*Given data:*
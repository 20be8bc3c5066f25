#![allow(dead_code)]

use std::collections::BTreeMap;
use std::sync::Arc;

use rust_xlsxwriter::{Format, Workbook};
use zoo_report_xlsx::{
    parse_shared_strings, read_workbook, BlockCatalog, CatalogCache, MemoryTemplateStore,
    TemplateLoader, XlsxPackage,
};

pub const TEMPLATE_ID: &str = "feeding-log";
pub const SHEET: &str = "Zoo";

/// The feeding-log template used across the integration tests.
///
/// Sheet `Zoo`:
/// - `Header` (rows 1-2): a merged title `Feeding log: {{site}}` over A1:D1, column captions.
/// - `Row` (row 3): `{{species}}`, `{{qty}}`, `{{price}}` and `=B3*C3`.
/// - `Footer` (row 4): `Total for {{site}}` and `=SUM(D3:D3)`.
///
/// Sheet `Notes` has cells but no block names. Sheet `Blank` is empty.
pub fn feeding_log_template() -> Vec<u8> {
    let mut workbook = Workbook::new();
    let bold = Format::new().set_bold();
    let money = Format::new().set_num_format("0.00");

    let zoo = workbook.add_worksheet();
    zoo.set_name(SHEET).unwrap();
    zoo.set_column_width(0, 24).unwrap();
    zoo.merge_range(0, 0, 0, 3, "Feeding log: {{site}}", &bold)
        .unwrap();
    zoo.set_row_height(0, 30).unwrap();
    for (col, caption) in ["Species", "Qty", "Price", "Total"].iter().enumerate() {
        zoo.write_string_with_format(1, col as u16, *caption, &bold)
            .unwrap();
    }
    zoo.write_string(2, 0, "{{species}}").unwrap();
    zoo.write_string(2, 1, "{{qty}}").unwrap();
    zoo.write_string_with_format(2, 2, "{{price}}", &money)
        .unwrap();
    zoo.write_formula_with_format(2, 3, "=B3*C3", &money)
        .unwrap();
    zoo.write_string_with_format(3, 0, "Total for {{site}}", &bold)
        .unwrap();
    zoo.write_formula_with_format(3, 3, "=SUM(D3:D3)", &money)
        .unwrap();

    let notes = workbook.add_worksheet();
    notes.set_name("Notes").unwrap();
    notes.write_string(1, 0, "Prepared by {{keeper}}").unwrap();
    notes.write_string(2, 1, "Checked").unwrap();

    let blank = workbook.add_worksheet();
    blank.set_name("Blank").unwrap();

    workbook.define_name("Header", "=Zoo!$A$1:$D$2").unwrap();
    workbook.define_name("Row", "=Zoo!$A$3:$D$3").unwrap();
    workbook.define_name("Footer", "=Zoo!$4:$4").unwrap();

    workbook.save_to_buffer().unwrap()
}

/// A template whose sheet `Pens` carries names besides its blocks.
///
/// - `Header` (row 1): `Pen report: {{site}}` and a base fee of 12 in B1.
/// - `Row` (row 2): `{{species}}`, `{{qty}}` and `=B2*Rate+Pens!$B$1`.
/// - `Rate` is the constant `0.15`; `Roster` points at sheet `Keepers`.
/// - `Pens` repeats row 1 when printed and has a print area of A1:C2.
pub fn pens_template() -> Vec<u8> {
    let mut workbook = Workbook::new();

    let pens = workbook.add_worksheet();
    pens.set_name("Pens").unwrap();
    pens.write_string(0, 0, "Pen report: {{site}}").unwrap();
    pens.write_number(0, 1, 12.0).unwrap();
    pens.write_string(1, 0, "{{species}}").unwrap();
    pens.write_string(1, 1, "{{qty}}").unwrap();
    pens.write_formula(1, 2, "=B2*Rate+Pens!$B$1").unwrap();
    pens.set_repeat_rows(0, 0).unwrap();
    pens.set_print_area(0, 0, 1, 2).unwrap();

    let keepers = workbook.add_worksheet();
    keepers.set_name("Keepers").unwrap();
    keepers.write_string(0, 0, "Ana").unwrap();

    workbook.define_name("Header", "=Pens!$A$1:$C$1").unwrap();
    workbook.define_name("Row", "=Pens!$A$2:$C$2").unwrap();
    workbook.define_name("Rate", "=0.15").unwrap();
    workbook.define_name("Roster", "=Keepers!$A$1:$A$5").unwrap();

    workbook.save_to_buffer().unwrap()
}

pub fn store_with(template: Vec<u8>) -> Arc<MemoryTemplateStore> {
    let store = Arc::new(MemoryTemplateStore::new());
    store.insert(TEMPLATE_ID, template);
    store
}

pub fn load_catalog(template: Vec<u8>, sheet: &str) -> BlockCatalog {
    TemplateLoader::new(store_with(template))
        .load(TEMPLATE_ID, sheet)
        .expect("template loads")
}

pub fn feeding_log_catalog() -> BlockCatalog {
    load_catalog(feeding_log_template(), SHEET)
}

pub fn feeding_log_cache() -> CatalogCache<Arc<MemoryTemplateStore>> {
    CatalogCache::new(TemplateLoader::new(store_with(feeding_log_template())))
}

/// A cell as found in a serialized worksheet.
#[derive(Clone, Debug, Default, PartialEq)]
pub struct XmlCell {
    pub style: Option<u32>,
    /// `t` attribute.
    pub cell_type: Option<String>,
    /// `<v>` text, with shared strings resolved.
    pub value: Option<String>,
    pub formula: Option<String>,
}

/// Read-only view of an `.xlsx` file for assertions.
pub struct Book {
    pub package: XlsxPackage,
    pub sheet_names: Vec<String>,
    sheet_parts: Vec<String>,
    shared_strings: Vec<String>,
}

impl Book {
    pub fn open(bytes: &[u8]) -> Self {
        let package = XlsxPackage::from_bytes(bytes).expect("valid zip package");
        let workbook = read_workbook(&package).expect("workbook part");
        let shared_strings = package
            .part("xl/sharedStrings.xml")
            .map(|xml| parse_shared_strings(xml).expect("shared strings"))
            .unwrap_or_default();
        Self {
            sheet_names: workbook.sheets.iter().map(|s| s.name.clone()).collect(),
            sheet_parts: workbook
                .sheets
                .iter()
                .map(|s| s.part.clone().expect("worksheet part"))
                .collect(),
            shared_strings,
            package,
        }
    }

    pub fn part_text(&self, name: &str) -> String {
        String::from_utf8(self.package.part(name).expect(name).to_vec()).unwrap()
    }

    pub fn sheet_xml(&self, idx: usize) -> String {
        self.part_text(&self.sheet_parts[idx])
    }

    pub fn cells(&self, idx: usize) -> BTreeMap<String, XmlCell> {
        let xml = self.sheet_xml(idx);
        let doc = roxmltree::Document::parse(&xml).expect("well-formed worksheet");
        let mut cells = BTreeMap::new();
        for c in doc.descendants().filter(|n| n.tag_name().name() == "c") {
            let child_text = |name: &str| {
                c.children()
                    .find(|n| n.tag_name().name() == name)
                    .map(|n| n.text().unwrap_or_default().to_string())
            };
            let cell_type = c.attribute("t").map(str::to_string);
            let mut value = child_text("v");
            if cell_type.as_deref() == Some("s") {
                value = value.map(|idx| self.shared_strings[idx.parse::<usize>().unwrap()].clone());
            }
            cells.insert(
                c.attribute("r").expect("cell ref").to_string(),
                XmlCell {
                    style: c.attribute("s").map(|s| s.parse().unwrap()),
                    cell_type,
                    value,
                    formula: child_text("f"),
                },
            );
        }
        cells
    }

    /// Displayed text of a cell: the resolved value, or `=formula`.
    pub fn text(&self, idx: usize, a1: &str) -> Option<String> {
        let cell = self.cells(idx).remove(a1)?;
        match cell.formula {
            Some(formula) => Some(format!("={formula}")),
            None => cell.value,
        }
    }

    pub fn merges(&self, idx: usize) -> Vec<String> {
        let xml = self.sheet_xml(idx);
        let doc = roxmltree::Document::parse(&xml).expect("well-formed worksheet");
        doc.descendants()
            .filter(|n| n.tag_name().name() == "mergeCell")
            .filter_map(|n| n.attribute("ref").map(str::to_string))
            .collect()
    }

    /// 1-based row numbers present in `<sheetData>`.
    pub fn row_numbers(&self, idx: usize) -> Vec<u32> {
        let xml = self.sheet_xml(idx);
        let doc = roxmltree::Document::parse(&xml).expect("well-formed worksheet");
        doc.descendants()
            .filter(|n| n.tag_name().name() == "row")
            .filter_map(|n| n.attribute("r").and_then(|r| r.parse().ok()))
            .collect()
    }
}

*Task statement:* Find all the lines with "bytes" in the data and copy them.

*Reply:*
    pub fn open(bytes: &[u8]) -> Self {
        let package = XlsxPackage::from_bytes(bytes).expect("valid zip package");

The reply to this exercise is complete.